A raccontare poi il percorso che l’ha portata a costruire il volume è stata l’autrice, Liana Elda Funaro. “Proprio con la pubblicazione sono comparsi nuovi documenti interessanti su Artom, che avrebbero figurato bene all’interno del libro. Sono comparsi sia sul versante della sua analisi politica, sia sul versante del suo considerare in modo diverso il patrimonio culturale della tradizione ebraica”, ha spiegato Funaro. Capitoli che rimangono così aperti per ulteriori studi e riflessioni. Sulla sua identità ebraica, in parte silente, si è soffermato il vicepresidente dell’UCEI Giulio Disegni in chiusura. “Veniva dal ghetto di Asti, figlio di Raffaele Artom e Benedetta Segre.

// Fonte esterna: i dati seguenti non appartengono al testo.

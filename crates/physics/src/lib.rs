//! Rigid-body physics for the drone, backed by Rapier3D.

pub mod collision;
pub mod physics_world;

pub use collision::*;
pub use physics_world::*;

// Re-export Rapier for downstream crates
pub use rapier3d;

// Re-export common Rapier types
pub use rapier3d::prelude::{ColliderHandle, RigidBodyHandle};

Nacque proprio davanti alla sinagoga della città, quindi nel profondo del microcosmo ebraico”. Disegni ha tracciato poi alcuni legami di Artom, da quelli con Cavour – “insieme hanno messo a frutto risultati straordinari” – quello con un altro grande ebreo piemontese, “Giacomo Dina, grande giornalista”. Riguardo agli scambi tra Dina e Artom, Disegni ha poi richiamato un carteggio tra i due in cui, mentre la capitale si sta spostando a Firenze, lo statista astigiano scrive: “Per le questioni religiose come per le politiche non abbiamo altra soluzione che la libertà. È sommamente da deplorarsi poi che da noi non v’abbia alcuna persona specialm[ente] autorevole per siffatte questioni”. “La modernità di pensiero di Artom è evidente – la riflessione di Disegni – Soprattutto se si pensa come ancora oggi si discute della mancanza di una legge sulla libertà religiosa”.